In the end, neither outcomes nor patient satisfaction suffered in the trial, which wrapped up in February. “It opens up a whole new world for us in terms of what we think can be standard care,” Clark says.
But Clark’s clinical trial has not yet gone mainstream. Many of the mothers in her study are contemplating another pregnancy and hoping for fewer prenatal visits. But the doctor has had to break the bad news: Without the protective boundaries of a clinical trial, the OB/GYNs cannot do prenatal care by telemedicine. It will take another year, she says, for the hospital and health system to figure out how to broadly implement this program.
When research such as Clark’s finds no increase in adverse outcomes for care innovations that save time and money, says Rachel Hess, M.D., co-Director of CCTS, providers should streamline care as soon as possible.

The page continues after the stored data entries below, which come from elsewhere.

use crate::config::OpenAiConfig;
use derive_more::{Display, Error};
use mpstats_client::de::truncate_body;
use reqwest_middleware::ClientWithMiddleware;
use serde::{Deserialize, Serialize};
use std::time::Duration;

const COMPLETION_TIMEOUT: Duration = Duration::from_secs(60);
const MAX_TOKENS: u32 = 1500;

#[derive(Debug, Display, Clone, Copy, PartialEq, Eq, Serialize, Deserialize)]
#[serde(rename_all = "snake_case")]
pub enum ContentType {
    #[display("product_description")]
    ProductDescription,
    #[display("product_card")]
    ProductCard,
    #[display("sales_text")]
    SalesText,
    #[display("ad_copy")]
    AdCopy,
    #[display("social_post")]
    SocialPost,
    #[display("email_marketing")]
    EmailMarketing,
    #[display("landing_page")]
    LandingPage,
    #[display("seo_content")]
    SeoContent,
}

impl ContentType {
    pub fn system_prompt(&self) -> &'static str {
        match self {
            Self::ProductDescription => {
                "Ты опытный копирайтер маркетплейса Wildberries. Напиши продающее описание товара: \
                 выгоды для покупателя, характеристики, сценарии использования. Без выдуманных фактов."
            }
            Self::ProductCard => {
                "Ты специалист по карточкам товаров Wildberries. Составь карточку: название до 60 символов, \
                 ключевые характеристики списком, описание и комплектацию."
            }
            Self::SalesText => {
                "Ты маркетолог. Напиши продающий текст по формуле AIDA: внимание, интерес, желание, действие."
            }
            Self::AdCopy => {
                "Ты рекламный копирайтер. Предложи три коротких варианта рекламного объявления с призывом к действию."
            }
            Self::SocialPost => {
                "Ты SMM-специалист. Напиши пост для соцсетей о товаре с эмодзи и хэштегами."
            }
            Self::EmailMarketing => {
                "Ты email-маркетолог. Напиши письмо для рассылки: тема, прехедер, основной текст и призыв к действию."
            }
            Self::LandingPage => {
                "Ты специалист по конверсии. Предложи структуру лендинга по блокам с заголовками и кратким содержанием."
            }
            Self::SeoContent => {
                "Ты SEO-специалист маркетплейсов. Подбери ключевые запросы и напиши SEO-описание товара с их естественным вхождением."
            }
        }
    }
}

#[derive(Debug, Display, Error)]
pub enum AiError {
    #[display("AI helper is not configured")]
    NotConfigured,
    #[display("Prompt is empty")]
    EmptyPrompt,
    #[display("OpenAI request timed out")]
    Timeout,
    #[display("OpenAI responded with {status}: {body}")]
    Upstream { status: u16, body: String },
    #[error(ignore)]
    #[display("Unable to decode OpenAI response: {_0}")]
    Decode(String),
    #[error(ignore)]
    #[display("{_0}")]
    Transport(anyhow::Error),
}

impl From<reqwest::Error> for AiError {
    fn from(err: reqwest::Error) -> Self {
        if err.is_timeout() {
            Self::Timeout
        } else {
            Self::Transport(err.into())
        }
    }
}

impl From<reqwest_middleware::Error> for AiError {
    fn from(err: reqwest_middleware::Error) -> Self {
        match err {
            reqwest_middleware::Error::Reqwest(err) => err.into(),
            reqwest_middleware::Error::Middleware(err) => Self::Transport(err),
        }
    }
}

#[derive(Serialize)]
struct ChatRequest<'a> {
    model: &'a str,
    messages: [ChatMessage<'a>; 2],
    max_tokens: u32,
    temperature: f32,
}

#[derive(Serialize)]
struct ChatMessage<'a> {
    role: &'a str,
    content: &'a str,
}

#[derive(Deserialize)]
struct ChatResponse {
    choices: Vec<Choice>,
}

#[derive(Deserialize)]
struct Choice {
    message: ChoiceMessage,
}

#[derive(Deserialize)]
struct ChoiceMessage {
    #[serde(default)]
    content: String,
}

pub struct OpenAiClient {
    client: ClientWithMiddleware,
    config: OpenAiConfig,
}

impl OpenAiClient {
    pub fn new(config: OpenAiConfig, client: ClientWithMiddleware) -> Self {
        if config.api_key.as_deref().unwrap_or("").is_empty() {
            log::warn!("OPENAI_API_KEY is not set, AI helper is disabled");
        }
        Self { client, config }
    }

    pub async fn generate(&self, content_type: ContentType, prompt: &str) -> Result<String, AiError> {
        let api_key = match self.config.api_key.as_deref() {
            Some(k) if !k.is_empty() => k,
            _ => return Err(AiError::NotConfigured),
        };
        let prompt = prompt.trim();
        if prompt.is_empty() {
            return Err(AiError::EmptyPrompt);
        }
        let url = format!(
            "{}/v1/chat/completions",
            self.config.base_url.trim_end_matches('/')
        );
        let body = ChatRequest {
            model: &self.config.model,
            messages: [
                ChatMessage {
                    role: "system",
                    content: content_type.system_prompt(),
                },
                ChatMessage {
                    role: "user",
                    content: prompt,
                },
            ],
            max_tokens: MAX_TOKENS,
            temperature: 0.7,
        };
        let resp = self
            .client
            .post(&url)
            .bearer_auth(api_key)
            .json(&body)
            .timeout(COMPLETION_TIMEOUT)
            .send()
            .await?;
        let status = resp.status();
        let text = resp.text().await?;
        if !status.is_success() {
            return Err(AiError::Upstream {
                status: status.as_u16(),
                body: truncate_body(&text),
            });
        }
        let parsed: ChatResponse = serde_json::from_str(&text)
            .map_err(|err| AiError::Decode(format!("{err}. Body: {}", truncate_body(&text))))?;
        parsed
            .choices
            .into_iter()
            .next()
            .map(|c| c.message.content.trim().to_string())
            .filter(|c| !c.is_empty())
            .ok_or_else(|| AiError::Decode("No completion choices".to_string()))
    }
}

“Care that is not necessary can only result in harms that should not have occurred because the care should not have been delivered,” Hess says.
Clark believes OB/GYN practice will change as the research mounts that many prenatal visits are unnecessary in low-risk pregnancies —hopefully more quickly than in the past. At the same time, patients who still want the longer regimen of prenatal visits will be accommodated.
“I see this as one choice on a menu of options for safe prenatal care,” she says. “That is the heart of patient-centered care. If we impose one type of prenatal care on a group of women, that’s not patient-centered care.”